### [TASK DETAILS]
Report the number of lines in the data below that hold "impl", without any other words.

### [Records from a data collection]
:::

//! The call controller: the one place that knows whether this client is the
//! caller or the callee.
//!
//! At most one [`CallSession`] is live at a time. Starting or joining while
//! one is live fails with [`CallError::Busy`] before any device is touched,
//! so a double click on "call" cannot grab the microphone twice.

use std::sync::{Arc, Mutex, MutexGuard, PoisonError};
use std::time::Duration;

use dari_media::{MailboxChannel, MediaDevices, TransportFactory};
use dari_shared::constants::DEFAULT_STUN_URLS;
use dari_shared::{CallId, CallType, Role};
use tokio::sync::broadcast;
use tracing::info;

use crate::error::CallError;
use crate::events::CallEvent;
use crate::relay::RelayCredentialSource;
use crate::session::{CallSession, CallTimeouts, SessionContext};

const EVENT_CAPACITY: usize = 64;

pub struct CallController {
    channel: MailboxChannel,
    ctx: SessionContext,
    current: Mutex<Option<Arc<CallSession>>>,
    events: broadcast::Sender<CallEvent>,
}

impl CallController {
    pub fn new(
        channel: MailboxChannel,
        devices: Arc<dyn MediaDevices>,
        transports: Arc<dyn TransportFactory>,
    ) -> Self {
        let (events, _) = broadcast::channel(EVENT_CAPACITY);
        Self {
            channel,
            ctx: SessionContext {
                devices,
                transports,
                stun_urls: DEFAULT_STUN_URLS.iter().map(|u| u.to_string()).collect(),
                relay: None,
                timeouts: CallTimeouts::default(),
            },
            current: Mutex::new(None),
            events,
        }
    }

    pub fn with_stun_urls(mut self, urls: Vec<String>) -> Self {
        self.ctx.stun_urls = urls;
        self
    }

    pub fn with_relay(mut self, relay: Arc<dyn RelayCredentialSource>) -> Self {
        self.ctx.relay = Some(relay);
        self
    }

    pub fn with_timeouts(mut self, timeouts: CallTimeouts) -> Self {
        self.ctx.timeouts = timeouts;
        self
    }

    pub fn with_answer_timeout(mut self, limit: Duration) -> Self {
        self.ctx.timeouts.answer = limit;
        self
    }

    fn slot(&self) -> MutexGuard<'_, Option<Arc<CallSession>>> {
        self.current.lock().unwrap_or_else(PoisonError::into_inner)
    }

    /// Events for every session this controller runs.
    pub fn subscribe(&self) -> broadcast::Receiver<CallEvent> {
        self.events.subscribe()
    }

    /// The live session, if any.
    pub fn active_session(&self) -> Option<Arc<CallSession>> {
        self.slot().as_ref().filter(|s| !s.is_ended()).cloned()
    }

    /// Claim the slot for a new session, or fail with `Busy`.
    fn begin(&self, role: Role, call_type: CallType) -> Result<Arc<CallSession>, CallError> {
        let mut slot = self.slot();
        if slot.as_ref().is_some_and(|s| !s.is_ended()) {
            return Err(CallError::Busy);
        }
        let session = CallSession::new(role, call_type, self.channel.clone(), self.events.clone());
        *slot = Some(session.clone());
        Ok(session)
    }

    /// Place a call. Returns the id the other party needs to join; getting
    /// it to them is up to the caller of this method.
    pub async fn start_call(&self, call_type: CallType) -> Result<CallId, CallError> {
        let session = self.begin(Role::Caller, call_type)?;
        info!(%call_type, "Starting call");
        session.start(&self.ctx).await
    }

    pub async fn join_call(&self, call_id: &CallId, call_type: CallType) -> Result<(), CallError> {
        let session = self.begin(Role::Callee, call_type)?;
        info!(call_id = %call_id, %call_type, "Joining call");
        session.join(&self.ctx, call_id).await
    }

    /// Hang up the current session, if there is one. Repeated calls do
    /// nothing.
    pub async fn hang_up(&self) {
        let session = self.slot().take();
        if let Some(session) = session {
            session.hang_up().await;
        }
    }

    pub fn toggle_mute(&self) -> Result<bool, CallError> {
        self.active_session()
            .ok_or(CallError::NotInCall)?
            .toggle_mute()
    }

    pub fn toggle_camera(&self) -> Result<bool, CallError> {
        self.active_session()
            .ok_or(CallError::NotInCall)?
            .toggle_camera()
    }
}
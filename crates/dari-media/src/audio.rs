use std::sync::atomic::{AtomicBool, Ordering};
use std::sync::{mpsc, Arc, Mutex, PoisonError};
use std::thread::JoinHandle;

use dari_shared::TrackKind;
use tokio::sync::broadcast;
use tracing::{debug, error, info};

use crate::capture::{DeviceLease, LocalTrack, MediaError};
use crate::level::LevelMeter;

#[derive(Debug, Clone)]
pub struct AudioConfig {
    pub sample_rate: u32,
    pub channels: u16,
    pub frame_size_ms: u32,
}

impl Default for AudioConfig {
    fn default() -> Self {
        Self {
            sample_rate: 48000,
            channels: 1,
            frame_size_ms: 20,
        }
    }
}

impl AudioConfig {
    pub fn frame_size_samples(&self) -> usize {
        (self.sample_rate as usize * self.frame_size_ms as usize) / 1000
    }
}

/// One captured frame of interleaved PCM in `[-1.0, 1.0]`.
#[derive(Debug, Clone)]
pub struct AudioFrame {
    pub samples: Arc<[f32]>,
    pub sample_rate: u32,
    pub channels: u16,
}

/// A device handle that lives on its own thread.
///
/// Platform audio streams are not `Send`, so the thread that opens one keeps
/// it and drops it when [`DeviceThread::release`] is called or the owner goes
/// away. Dropping the stream is what closes the device.
pub(crate) struct DeviceThread {
    stop: Mutex<Option<mpsc::Sender<()>>>,
    thread: JoinHandle<()>,
}

impl DeviceThread {
    /// Run `open` on a new thread and wait until it has either produced the
    /// device or failed.
    pub(crate) fn spawn<T, F>(name: &str, open: F) -> Result<Self, MediaError>
    where
        F: FnOnce() -> Result<T, MediaError> + Send + 'static,
        T: 'static,
    {
        let (ready_tx, ready_rx) = mpsc::sync_channel(1);
        let (stop_tx, stop_rx) = mpsc::channel::<()>();
        let thread_name = name.to_string();

        let thread = std::thread::Builder::new()
            .name(thread_name.clone())
            .spawn(move || {
                let device = match open() {
                    Ok(device) => device,
                    Err(e) => {
                        let _ = ready_tx.send(Err(e));
                        return;
                    }
                };
                let _ = ready_tx.send(Ok(()));
                // Returns once the sender is dropped.
                let _ = stop_rx.recv();
                drop(device);
                debug!(thread = %thread_name, "Device closed");
            })
            .map_err(|e| MediaError::Device(e.to_string()))?;

        match ready_rx.recv() {
            Ok(Ok(())) => Ok(Self {
                stop: Mutex::new(Some(stop_tx)),
                thread,
            }),
            Ok(Err(e)) => Err(e),
            Err(_) => Err(MediaError::Device(format!("{name} exited while opening"))),
        }
    }

    /// Ask the owner thread to close the device. Returns whether this call
    /// did it.
    pub(crate) fn release(&self) -> bool {
        self.stop
            .lock()
            .unwrap_or_else(PoisonError::into_inner)
            .take()
            .is_some()
    }

    pub(crate) fn is_finished(&self) -> bool {
        self.thread.is_finished()
    }
}

impl Drop for DeviceThread {
    fn drop(&mut self) {
        self.release();
    }
}

/// A running microphone capture on the default input device.
///
/// Frames are cut to [`AudioConfig::frame_size_ms`], fed to the level meter
/// and published on the audio track. While the track is disabled the frames
/// are silence.
pub struct MicrophoneCapture {
    device: DeviceThread,
    active: Arc<AtomicBool>,
    meter: LevelMeter,
}

impl MicrophoneCapture {
    /// Blocks until the input stream is playing.
    pub fn start(
        config: &AudioConfig,
        track: &LocalTrack,
        meter: LevelMeter,
    ) -> Result<Self, MediaError> {
        let active = Arc::new(AtomicBool::new(true));
        let config = config.clone();
        let enabled = track.enabled_flag();
        let frames = track.frame_sink();
        let callback_active = active.clone();
        let callback_meter = meter.clone();

        let device = DeviceThread::spawn("dari-microphone", move || {
            open_input(&config, enabled, callback_active, callback_meter, frames)
        })?;

        debug!("Microphone capture started");
        Ok(Self {
            device,
            active,
            meter,
        })
    }

    pub fn is_active(&self) -> bool {
        self.active.load(Ordering::SeqCst)
    }
}

fn open_input(
    config: &AudioConfig,
    enabled: Arc<AtomicBool>,
    active: Arc<AtomicBool>,
    meter: LevelMeter,
    frames: broadcast::Sender<AudioFrame>,
) -> Result<cpal::Stream, MediaError> {
    use cpal::traits::{DeviceTrait, HostTrait, StreamTrait};

    let host = cpal::default_host();
    let device = host
        .default_input_device()
        .ok_or(MediaError::DeviceUnavailable(TrackKind::Audio))?;

    info!(device = ?device.name(), "Using input device");

    let stream_config = cpal::StreamConfig {
        channels: config.channels,
        sample_rate: cpal::SampleRate(config.sample_rate),
        buffer_size: cpal::BufferSize::Default,
    };

    let frame_size = config.frame_size_samples() * config.channels as usize;
    let sample_rate = config.sample_rate;
    let channels = config.channels;
    let mut buffer: Vec<f32> = Vec::with_capacity(frame_size);

    let stream = device
        .build_input_stream(
            &stream_config,
            move |data: &[f32], _info: &cpal::InputCallbackInfo| {
                if !active.load(Ordering::Relaxed) {
                    return;
                }
                if enabled.load(Ordering::Relaxed) {
                    buffer.extend_from_slice(data);
                } else {
                    buffer.resize(buffer.len() + data.len(), 0.0);
                }
                while buffer.len() >= frame_size {
                    let frame: Arc<[f32]> = buffer.drain(..frame_size).collect();
                    meter.feed(&frame);
                    // No receivers until the track is attached to a connection.
                    let _ = frames.send(AudioFrame {
                        samples: frame,
                        sample_rate,
                        channels,
                    });
                }
            },
            move |err| {
                error!("Audio input error: {err}");
            },
            None,
        )
        .map_err(map_build_error)?;

    stream
        .play()
        .map_err(|e| MediaError::Device(e.to_string()))?;
    Ok(stream)
}

impl DeviceLease for MicrophoneCapture {
    fn kind(&self) -> TrackKind {
        TrackKind::Audio
    }

    fn release(&self) {
        if self.active.swap(false, Ordering::SeqCst) {
            self.device.release();
            self.meter.silence();
            debug!("Microphone released");
        }
    }
}

impl Drop for MicrophoneCapture {
    fn drop(&mut self) {
        self.release();
    }
}

fn map_build_error(err: cpal::BuildStreamError) -> MediaError {
    match err {
        cpal::BuildStreamError::DeviceNotAvailable => {
            MediaError::DeviceUnavailable(TrackKind::Audio)
        }
        other => MediaError::Device(other.to_string()),
    }
}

:::

### [SOLVED PROBLEM]
8